Atrial fibrillation, also known as AF or A-fib, is a common type of arrhythmia, or an irregular heartbeat, that involves the upper chambers of the heart. It is caused by the muscles of the chambers quivering or fibrillating rather than properly contracting.
This condition can also be explained as a problem with the electrical system of the heart. The condition is typically identified through an electrocardiogram (ECG or EKG).
A cause for concern
Having atrial fibrillation affects the movement of blood through the heart by allowing the blood to pool. This can increase the risk of clotting, and clotting increases the risk of stroke.
Yet, according to a 2009 survey by the American Heart Association:
* Only 33 percent of patients with atrial fibrillation believe it’s a serious condition
* Less than 50 percent of patients with atrial fibrillation believe they have an increased risk for stroke, heart-related issues or death
These numbers aren’t the only concern of the American Heart Association and the medical community. The additional concern is the fact that a patient may not display symptoms that would give him or her ample warning before a serious stroke, heart attack or heart failure occurs.
This makes atrial fibrillation education critical for everyone, which includes knowing that the condition may not have symptoms, but if it does, what exactly they are.
Possible symptoms of atrial fibrillation
Should an A-fib patient experience symptoms, they could be:
* Palpitations (an abnormally rapid heartbeat)
* Shortness of breath
* Difficulty exercising
* Chest pain
* Dizziness or fainting
* Weakness or fatigue
Not only should you realize the seriousness of the condition and possible symptoms such as these, but you should also know that treatments are available.
Treatment for atrial fibrillation
The type of treatment for atrial fibrillation is dependent on the patient’s symptoms but options are most certainly available. For some, avoiding coffee is the answer. For others, it may be require treatment of a thyroid issue. Still other treatments may involve medication, and sometimes even surgical procedures may be deemed necessary.

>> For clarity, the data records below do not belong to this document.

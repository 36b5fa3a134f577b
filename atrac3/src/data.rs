//! Constant data for the decode stages.
//!
//! The value tables (codebooks, subband layout, reconstruction levels,
//! filter prototype) are fixed by the format. Tables whose entries are
//! irrational in closed form are generated once on first use into
//! fixed-point storage and shared read-only across every decoder instance;
//! nothing here is touched mutably on the decode path.

use std::f64::consts::PI;
use std::sync::OnceLock;

use crate::utils::bitstream_io::Codebook;
use crate::utils::fixed::{Q16, Q31};

/// Spectral lines per channel and frame.
pub const SAMPLES_PER_CHANNEL: usize = 1024;

/// Largest frame the internal buffers accept.
pub const MAX_FRAME_BYTES: usize = 1024;

/// QMF band count; each band covers 256 spectral lines.
pub const QMF_BANDS: usize = 4;

/// Samples per QMF band segment.
pub const BAND_SAMPLES: usize = 256;

/// Hard bound on tonal components per channel and frame.
pub const MAX_TONAL_COMPONENTS: usize = 64;

/// Repeating four-byte transport scrambling mask.
pub const SCRAMBLE_KEY: [u8; 4] = [0x53, 0x7F, 0x61, 0x03];

/// Six-bit identifier opening every independently coded sound unit.
pub const SOUND_UNIT_ID: u32 = 0x28;

/// Two-bit identifier of the second unit in a joint-stereo pair.
pub const SOUND_UNIT_ID_JOINT: u32 = 0x3;

/// Fill byte padding the reversed second sound unit.
pub const SYNC_FILL: u8 = 0xF8;

/// Spectral line offsets of the 32 subbands, plus the closing fence post.
#[rustfmt::skip]
pub const SUBBAND_OFFSETS: [usize; 33] = [
      0,   8,  16,  24,  32,  40,  48,  56,  64,  80,  96, 112, 128, 144, 160, 176,
    192, 224, 256, 288, 320, 352, 384, 416, 448, 480, 512, 576, 640, 704, 768, 896,
    1024,
];

/// Fixed-length mantissa bit widths per quantization selector.
pub const CLC_LENGTHS: [u32; 8] = [0, 4, 3, 3, 4, 4, 5, 6];

/// Mantissa pair values packed into one 4-bit fixed-length code.
pub const CLC_PAIR_VALUES: [i32; 4] = [0, 1, -2, -1];

/// Mantissa pairs of the paired-symbol codebook (selector 1).
#[rustfmt::skip]
pub const VLC_PAIR_VALUES: [[i32; 2]; 9] = [
    [ 0,  0],
    [ 0,  1],
    [ 0, -1],
    [ 1,  0],
    [-1,  0],
    [ 1,  1],
    [ 1, -1],
    [-1,  1],
    [-1, -1],
];

/// Canonical codes of the seven spectral codebooks, one per selector 1..=7.
pub const HUFFMAN_CODES: [&[u8]; 7] = [
    &[0x00, 0x04, 0x05, 0x0C, 0x0D, 0x1C, 0x1D, 0x1E, 0x1F],
    &[0x00, 0x04, 0x05, 0x06, 0x07],
    &[0x00, 0x04, 0x05, 0x0C, 0x0D, 0x0E, 0x0F],
    &[0x00, 0x04, 0x05, 0x0C, 0x0D, 0x1C, 0x1D, 0x1E, 0x1F],
    &[
        0x00, 0x02, 0x03, 0x08, 0x09, 0x0A, 0x0B, 0x1C, 0x1D, 0x3C, 0x3D, 0x3E, 0x3F, 0x0C, 0x0D,
    ],
    &[
        0x00, 0x02, 0x03, 0x04, 0x05, 0x06, 0x07, 0x14, 0x15, 0x16, 0x17, 0x18, 0x19, 0x34, 0x35,
        0x36, 0x37, 0x38, 0x39, 0x3A, 0x3B, 0x78, 0x79, 0x7A, 0x7B, 0x7C, 0x7D, 0x7E, 0x7F, 0x08,
        0x09,
    ],
    &[
        0x00, 0x08, 0x09, 0x0A, 0x0B, 0x0C, 0x0D, 0x0E, 0x0F, 0x10, 0x11, 0x24, 0x25, 0x26, 0x27,
        0x28, 0x29, 0x2A, 0x2B, 0x2C, 0x2D, 0x2E, 0x2F, 0x30, 0x31, 0x32, 0x33, 0x68, 0x69, 0x6A,
        0x6B, 0x6C, 0x6D, 0x6E, 0x6F, 0x70, 0x71, 0x72, 0x73, 0x74, 0x75, 0xEC, 0xED, 0xEE, 0xEF,
        0xF0, 0xF1, 0xF2, 0xF3, 0xF4, 0xF5, 0xF6, 0xF7, 0xF8, 0xF9, 0xFA, 0xFB, 0xFC, 0xFD, 0xFE,
        0xFF, 0x02, 0x03,
    ],
];

/// Code lengths matching [`HUFFMAN_CODES`].
pub const HUFFMAN_LENGTHS: [&[u8]; 7] = [
    &[1, 3, 3, 4, 4, 5, 5, 5, 5],
    &[1, 3, 3, 3, 3],
    &[1, 3, 3, 4, 4, 4, 4],
    &[1, 3, 3, 4, 4, 5, 5, 5, 5],
    &[2, 3, 3, 4, 4, 4, 4, 5, 5, 6, 6, 6, 6, 4, 4],
    &[
        3, 4, 4, 4, 4, 4, 4, 5, 5, 5, 5, 5, 5, 6, 6, 6, 6, 6, 6, 6, 6, 7, 7, 7, 7, 7, 7, 7, 7, 4,
        4,
    ],
    &[
        3, 5, 5, 5, 5, 5, 5, 5, 5, 5, 5, 6, 6, 6, 6, 6, 6, 6, 6, 6, 6, 6, 6, 6, 6, 6, 6, 7, 7, 7,
        7, 7, 7, 7, 7, 7, 7, 7, 7, 7, 7, 8, 8, 8, 8, 8, 8, 8, 8, 8, 8, 8, 8, 8, 8, 8, 8, 8, 8, 8,
        8, 4, 4,
    ],
];

/// Gain compensation levels, 2^(4 - level) in Q16.
#[rustfmt::skip]
pub const GAIN_LEVELS: [Q16; 16] = [
    Q16(1 << 20), Q16(1 << 19), Q16(1 << 18), Q16(1 << 17),
    Q16(1 << 16), Q16(1 << 15), Q16(1 << 14), Q16(1 << 13),
    Q16(1 << 12), Q16(1 << 11), Q16(1 << 10), Q16(1 << 9),
    Q16(1 << 8),  Q16(1 << 7),  Q16(1 << 6),  Q16(1 << 5),
];

/// Stereo matrix coefficient pairs per selector, Q16.
pub const MATRIX_COEFFS: [[Q16; 2]; 4] = [
    [Q16(0), Q16(2 << 16)],
    [Q16(2 << 16), Q16(2 << 16)],
    [Q16(0), Q16(0)],
    [Q16(1 << 16), Q16(1 << 16)],
];

/// First half of the symmetric 48-tap QMF prototype window.
#[rustfmt::skip]
const QMF_WINDOW_HALF: [f64; 24] = [
    -0.000_029_238_139, -0.000_184_109_580, -0.000_112_315_138,  0.000_602_345_390,
     0.000_484_503_806, -0.001_705_877_949, -0.001_041_114_796,  0.004_068_033_770,
     0.001_566_677_820, -0.008_430_772_461, -0.001_512_299_757,  0.015_680_588_782,
    -0.000_122_339_843, -0.026_883_240_789,  0.004_925_364_163,  0.043_472_178_280,
    -0.015_603_342_094, -0.068_180_441_856,  0.037_618_979_812,  0.108_652_018_011,
    -0.087_192_758_918, -0.198_768_734_932,  0.264_158_189_297,  0.928_483_188_152,
];

/// Scale factors are stored shifted down [`SF_SHIFT_DOWN`] bits so the
/// largest entry (2^16) fits Q31; inverse quantization compensates.
pub const SF_SHIFT_DOWN: u32 = 17;

/// Read-only table set shared by every open decoder instance.
pub struct CodecTables {
    /// Spectral codebooks keyed by selector - 1.
    pub codebooks: [Codebook; 7],
    /// Scale factors 2^((i - 15) / 3), shifted down per [`SF_SHIFT_DOWN`].
    pub scale_factors: [Q31; 64],
    /// Per-selector quantization step scales 1 / max_quant.
    pub quant_scales: [Q31; 8],
    /// Gain ramp multipliers 2^((15 - i) / 8) in Q16.
    pub gain_ramps: [Q16; 32],
    /// One full period of the transform cosine lattice.
    pub imdct_cos: [Q31; 2048],
    /// Leading half of the asymmetric transform window.
    pub imdct_window: [Q31; 128],
    /// Expanded 48-tap QMF synthesis window.
    pub qmf_window: [Q31; 48],
}

/// Returns the shared table set, building it on first use.
pub fn codec_tables() -> &'static CodecTables {
    static TABLES: OnceLock<CodecTables> = OnceLock::new();
    TABLES.get_or_init(CodecTables::build)
}

impl CodecTables {
    fn build() -> Self {
        let codebooks =
            std::array::from_fn(|i| Codebook::from_codes(HUFFMAN_CODES[i], HUFFMAN_LENGTHS[i]));

        let mut scale_factors = [Q31(0); 64];
        for (i, sf) in scale_factors.iter_mut().enumerate() {
            let value = 2f64.powf((i as f64 - 15.0) / 3.0);
            *sf = Q31::from_f64(value / (1u64 << SF_SHIFT_DOWN) as f64);
        }

        let mut quant_scales = [Q31(0); 8];
        let max_quant = [0.0, 1.5, 2.5, 3.5, 4.5, 7.5, 15.5, 31.5];
        for (qs, &max) in quant_scales.iter_mut().zip(&max_quant).skip(1) {
            *qs = Q31::from_f64(1.0 / max);
        }

        let mut gain_ramps = [Q16(0); 32];
        for (i, ramp) in gain_ramps.iter_mut().enumerate() {
            *ramp = Q16::from_f64(2f64.powf((15.0 - i as f64) / 8.0));
        }

        let mut imdct_cos = [Q31(0); 2048];
        for (j, cos) in imdct_cos.iter_mut().enumerate() {
            *cos = Q31::from_f64((2.0 * PI * j as f64 / 2048.0).cos());
        }

        // The analysis window w satisfies w[i]^2 + w[255 - i]^2 = 1 over the
        // overlap region; the synthesis window divides it back out.
        let mut half = [0f64; 256];
        for (i, h) in half.iter_mut().enumerate() {
            *h = (((i as f64 + 0.5) / 256.0 - 0.5) * PI).sin() * 0.5 + 0.5;
        }
        let mut imdct_window = [Q31(0); 128];
        for (i, win) in imdct_window.iter_mut().enumerate() {
            *win = Q31::from_f64(half[i] / (half[i] * half[i] + half[255 - i] * half[255 - i]));
        }

        let mut qmf_window = [Q31(0); 48];
        for (i, &tap) in QMF_WINDOW_HALF.iter().enumerate() {
            let fixed = Q31::from_f64(tap);
            qmf_window[i] = fixed;
            qmf_window[47 - i] = fixed;
        }

        Self {
            codebooks,
            scale_factors,
            quant_scales,
            gain_ramps,
            imdct_cos,
            imdct_window,
            qmf_window,
        }
    }
}
#[macro_export]
macro_rules! log_or_err {
    ($fail_level:expr, $level:expr, $err:expr $(,)?) => {{
        if $level <= $fail_level {
            return Err($err);
        } else {
            match $level {
                ::log::Level::Error => ::log::error!("{}", $err),
                ::log::Level::Warn => ::log::warn!("{}", $err),
                ::log::Level::Info => ::log::info!("{}", $err),
                ::log::Level::Debug => ::log::debug!("{}", $err),
                ::log::Level::Trace => ::log::trace!("{}", $err),
            }
        }
    }};
}

#[derive(thiserror::Error, Debug)]
pub enum ConfigError {
    #[error("Codec configuration must be 10 or 14 bytes, got {0}")]
    ExtradataSize(usize),

    #[error("Unsupported stream version {0}, expected 4")]
    UnsupportedVersion(u32),

    #[error("Unexpected encoder delay {0:#X}, expected 0x88E")]
    UnexpectedDelay(u16),

    #[error("Unknown channel coding mode {0:#X}")]
    UnsupportedCodingMode(u16),

    #[error("Channel count must be 1 or 2, got {0}")]
    InvalidChannelCount(usize),

    #[error("Joint stereo requires 2 channels, got {0}")]
    JointStereoChannels(usize),

    #[error("Samples per frame must be 1024 per channel, got {0}")]
    InvalidSampleCount(usize),

    #[error(
        "Frame size {bytes} does not match any permitted layout for {channels} channel(s) with frame factor {factor}"
    )]
    InvalidFrameSize {
        bytes: usize,
        channels: usize,
        factor: usize,
    },

    #[error("Frame size {0} exceeds the internal frame buffer ({1} bytes)")]
    FrameTooLarge(usize, usize),

    #[error("Reserved configuration field at byte {offset} should be {expected}, read {value}")]
    ReservedField {
        offset: usize,
        expected: u16,
        value: u16,
    },
}

#[derive(thiserror::Error, Debug)]
pub enum FrameError {
    #[error("Frame must carry at least {expected} bytes, got {actual}")]
    FrameTooShort { expected: usize, actual: usize },

    #[error("Frame carries {actual} bytes, only the first {expected} are decoded")]
    TrailingBytes { expected: usize, actual: usize },

    #[error(
        "Sound unit identifier mismatch on channel {channel}: read {read:#X}, expected {expected:#X}"
    )]
    SoundUnitSync {
        channel: usize,
        read: u32,
        expected: u32,
    },

    #[error("Tonal coding mode selector 2 is not a valid stream value")]
    InvalidTonalCodingMode,

    #[error("Tonal quantization step index {0} must be greater than 1")]
    InvalidToneQuantStep(usize),

    #[error("Tonal component total {0} exceeds the 64-component bound")]
    TooManyTonalComponents(usize),

    #[error("Gain breakpoint locations must increase in band {band}: {prev} then {next}")]
    GainLocationOrder {
        band: usize,
        prev: usize,
        next: usize,
    },

    #[error("Joint stereo sync fill runs past the end of the frame")]
    SyncFillOverrun,
}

Your role in preventing atrial fibrillation
Prevention strategies for atrial fibrillation include lifestyle changes that can improve your overall heart health, such as doing the following:
* Eat a heart-healthy diet (more whole grains, fruits and vegetables and less saturated fat).
* Reduce salt intake to help lower blood pressure.
* Exercise regularly.
* Avoid smoking.
* Limit or eliminate the use of alcohol and/or caffeine.
Risk Factors for Atrial Fibrillation
If you have any of these risk factors, you should discuss them with your doctor as well as get an atrial fibrillation screening.
* Age – the older you are, the greater your risk of developing atrial fibrillation.
* Heart disease – anyone with heart disease, valve problems, a history of heart attack, or a history of heart surgery has an increased risk of atrial fibrillation.
* High blood pressure – having high blood pressure, especially if it’s not well controlled, can increase your risk of atrial fibrillation.
* Other chronic conditions – people with thyroid problems, high cholesterol, diabetes, sleep apnea, lung disease and other medical problems have an increased risk of atrial fibrillation.
* Drinking alcohol – drinking alcohol can trigger an episode of atrial fibrillation and binge drinking – having five drinks in two hours for men or four drinks for women – may put you at and even higher risk.
* Medications – exposure to stimulant medications increases risk of atrial fibrillation.
* Family history – an increased risk of atrial fibrillation can be hereditary.
After age 40, one in four adults will have atrial fibrillation. Having the condition can increase your risk of stroke by five times. Educating yourself about atrial fibrillation, its symptoms (or lack thereof), available treatment, possible prevention, and risk factors is important. It’s time to get serious about atrial fibrillation and stroke today.